En febrero de 2026, sus allegados y familiares desmintieron a través de Instagram versiones que afirmaban que el cantante sufrió un ACV, y aclararon que en ese momento atravesaba chequeos de rutina.
En marzo de 2016, durante un recital en Tandil, Solari confirmó públicamente que padecía Parkinson ante la multitud con la frase: "el Parkinson me anda pisando los talones". Desde ese momento, la enfermedad se volvió parte de su narrativa pública.
En 2022, en el marco de la gira española de su banda Los Fundamentalistas del Aire Acondicionado, en la que tuvo participación de forma virtual, dio una entrevista a la radio Rock FM y fue claro:
"Se nota la progresión del mal de Parkinson", admitió, y explicó que mitigaba los efectos con actividades como la pintura o la escritura, que le permitían "apartar de su cuerpo el dolor".
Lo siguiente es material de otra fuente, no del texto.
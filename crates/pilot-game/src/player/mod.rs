//! Player movement module
//!
//! Movement state machine, per-mode velocity integration and the per-tick
//! driver that hands the result to a collision resolver.

mod controller;
pub mod integrator;
mod movement;
mod sprint;
mod state;

pub use controller::{CrouchShape, PlayerController, TickReport};
pub use integrator::{integrate, Integration};
pub use movement::MovementConfig;
pub use sprint::SprintLatch;
pub use state::{select_state, MovementState, StateHooks, StateMachine, SLIDE_SPEED_MARGIN};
Su último concierto tuvo lugar en 2017 en la ciudad de Olavarría, ante casi 300 mil personas. En 2023 confirmó su retiro definitivo de los escenarios por la progresión del Parkinson. Aun así, nunca abandonó la producción: continuó con trabajo en estudio y publicó libros.
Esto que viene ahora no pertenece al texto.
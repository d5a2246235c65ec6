//! Sprint latch

use crate::input::MotionIntent;

use super::MovementState;

/// Sprint stays on after a press until the character stops moving or crouches
#[derive(Debug, Clone, Copy, Default, PartialEq, Eq)]
pub struct SprintLatch {
    active: bool,
}

impl SprintLatch {
    pub fn is_active(&self) -> bool {
        self.active
    }

    /// Update from this tick's intent and the mode the state machine picked
    pub fn update(&mut self, intent: &MotionIntent, state: MovementState) -> bool {
        if intent.sprint {
            self.active = true;
        }
        if !intent.axes.any() || state.is_crouching() {
            self.active = false;
        }
        self.active
    }

    pub fn reset(&mut self) {
        self.active = false;
    }
}
//! Movement settings with persistence
//!
//! Settings are saved to `~/.config/pilot/settings.toml`

use std::fs;
use std::path::{Path, PathBuf};

use anyhow::Context;
use pilot_core::TimeConfig;
use pilot_game::{LookConfig, MovementConfig};
use pilot_physics::CharacterBodyConfig;
use serde::{Deserialize, Serialize};
use tracing::{info, warn};

/// All tunable settings of the demo
#[derive(Debug, Clone, Default, PartialEq, Serialize, Deserialize)]
#[serde(default)]
pub struct GameSettings {
    pub movement: MovementConfig,
    pub body: CharacterBodyConfig,
    pub time: TimeConfig,
    pub look: LookConfig,
}

impl GameSettings {
    /// Get the config directory path
    fn config_dir() -> Option<PathBuf> {
        dirs::config_dir().map(|p| p.join("pilot"))
    }

    /// Get the settings file path
    pub fn settings_path() -> Option<PathBuf> {
        Self::config_dir().map(|p| p.join("settings.toml"))
    }

    /// Load settings from disk, or return defaults if not found
    pub fn load() -> Self {
        let Some(path) = Self::settings_path() else {
            warn!("Could not determine config directory");
            return Self::default();
        };

        if !path.exists() {
            info!("No settings file found, using defaults");
            return Self::default();
        }

        match Self::load_from(&path) {
            Ok(settings) => {
                info!("Loaded settings from {:?}", path);
                settings
            }
            Err(e) => {
                warn!("Failed to load settings: {:#}, using defaults", e);
                Self::default()
            }
        }
    }

    /// Read, parse and validate a settings file
    pub fn load_from(path: &Path) -> anyhow::Result<Self> {
        let content = fs::read_to_string(path)
            .with_context(|| format!("Failed to read {}", path.display()))?;
        Self::parse(&content)
    }

    /// Parse and validate settings from TOML text
    pub fn parse(content: &str) -> anyhow::Result<Self> {
        let settings: Self = toml::from_str(content).context("Failed to parse settings")?;
        settings.validate()?;
        Ok(settings)
    }

    /// Check every section, and that the capsule matches the standing height
    pub fn validate(&self) -> anyhow::Result<()> {
        self.movement.validate().context("Invalid movement settings")?;
        self.body.validate().context("Invalid body settings")?;
        self.time.validate().context("Invalid time settings")?;
        anyhow::ensure!(
            (self.body.height - self.movement.standing_height).abs() <= 1e-4,
            "body height ({}) must equal movement standing height ({})",
            self.body.height,
            self.movement.standing_height
        );
        Ok(())
    }

    /// Save settings to disk
    pub fn save(&self) -> anyhow::Result<()> {
        let Some(path) = Self::settings_path() else {
            anyhow::bail!("Could not determine config directory");
        };
        self.save_to(&path)
    }

    /// Save settings to a specific file, creating its directory
    pub fn save_to(&self, path: &Path) -> anyhow::Result<()> {
        if let Some(dir) = path.parent() {
            if !dir.exists() {
                fs::create_dir_all(dir)?;
            }
        }

        let content = toml::to_string_pretty(self)?;
        fs::write(path, content)?;
        info!("Saved settings to {:?}", path);
        Ok(())
    }
}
Su última aparición pública fue en enero de 2026, cuando recibió el título de Doctor Honoris Causa de la Universidad de Buenos Aires, un reconocimiento a su contribución cultural. Sus composiciones fueron estudiadas por académicos por su profundidad simbólica.
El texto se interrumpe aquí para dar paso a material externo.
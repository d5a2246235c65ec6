//! Player controller driving one character per physics tick

use glam::Vec3;
use pilot_core::speed_kmh;
use pilot_physics::{CollisionResolver, ResolveRequest};
use tracing::{debug, trace};

use crate::camera::CameraBasis;
use crate::error::ConfigError;
use crate::input::{InputState, MotionIntent};

use super::integrator::integrate;
use super::{MovementConfig, MovementState, SprintLatch, StateHooks, StateMachine};

/// Collision height bookkeeping driven by the state hooks.
///
/// Hooks only record the height the body should have; the controller hands
/// it to the resolver once the tick's motion is resolved.
#[derive(Debug, Clone)]
pub struct CrouchShape {
    standing_height: f32,
    crouch_height: f32,
    current: f32,
    pending: Option<f32>,
}

impl CrouchShape {
    pub fn new(standing_height: f32, crouch_height: f32) -> Self {
        Self {
            standing_height,
            crouch_height,
            current: standing_height,
            pending: None,
        }
    }

    /// Height the body has after the last applied resize
    pub fn height(&self) -> f32 {
        self.current
    }

    fn request(&mut self, height: f32) {
        self.pending = if height == self.current {
            None
        } else {
            Some(height)
        };
    }

    /// Take the resize to apply, if the height changed this tick
    pub fn take_pending(&mut self) -> Option<f32> {
        let height = self.pending.take()?;
        self.current = height;
        Some(height)
    }
}

impl StateHooks for CrouchShape {
    fn on_exit(&mut self, state: MovementState) {
        if state.is_crouching() {
            self.request(self.standing_height);
        }
    }

    fn on_enter(&mut self, state: MovementState) {
        if state.is_crouching() {
            self.request(self.crouch_height);
        }
    }
}

/// What happened during one tick
#[derive(Debug, Clone, Copy, PartialEq)]
pub struct TickReport {
    pub state: MovementState,
    pub velocity: Vec3,
    pub grounded: bool,
    pub jumped: bool,
    /// Horizontal speed for the HUD readout
    pub speed_kmh: f32,
}

/// Player controller owning the movement state of one character
pub struct PlayerController {
    /// Movement configuration
    config: MovementConfig,
    /// Feet position
    position: Vec3,
    velocity: Vec3,
    machine: StateMachine,
    sprint: SprintLatch,
    shape: CrouchShape,
    /// Grounded flag from the last resolution
    grounded: bool,
    floor_normal: Option<Vec3>,
    /// Floor snapping is off from a jump until the body lands again
    snap_armed: bool,
}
Carlos Alberto Solari nació el 17 de enero de 1949 en Paraná, Entre Ríos, pero fue La Plata la ciudad que lo formó. Allí, en la bohemia universitaria de los años setenta, el joven que estudiaba Bellas Artes empezó a construir el personaje que marcó la historia del rock argentino.
El nacimiento de Patricio Rey y sus Redonditos de Ricota a mediados de los años 70 en La Plata rompió todos los moldes conocidos: no surgieron como una banda tradicional, sino como un colectivo artístico nómade donde la música convivía con monólogos, ballets improvisados y la distribución de buñuelos de ricota entre el público.
Desde sus primeros años, Los Redonditos de Ricota desarrollaron una identidad artística propia, caracterizada por la independencia, la autogestión y una relación singular con su público. Esa filosofía los diferenció del resto de las bandas de su época y alimentó una mística que se mantuvo vigente durante décadas.
La carrera discográfica del Indio Solari tiene dos grandes momentos. El primero, junto a Patricio Rey y sus Redonditos de Ricota, comprende 9 álbumes de estudio. El ciclo arrancó con Gulp! en 1985 y continuó con Oktubre (1986), Un baión para el ojo idiota (1988), ¡Bang! ¡Bang! Estás liquidado (1989), La mosca y la sopa (1991), Lobo suelto, cordero atado (1993), Luzbelito (1996), Último bondi a Finisterre (1998) y Momo Sampler (2000).
En 2001, tras tensiones internas y casi 25 años de trabajo conjunto, Patricio Rey y sus Redonditos de Ricota se disolvió. Tras una pausa que se prolongó hasta 2004, Solari presentó su primer álbum como solista con una nueva banda: Los Fundamentalistas del Aire Acondicionado.
Tras conocerse su muerte, sus seguidores convocaron a una "misa ricotera", el ritual contracultural más grande del rock argentino, caracterizado por las multitudinarias peregrinaciones de seguidores de Patricio Rey y sus Redonditos de Ricota.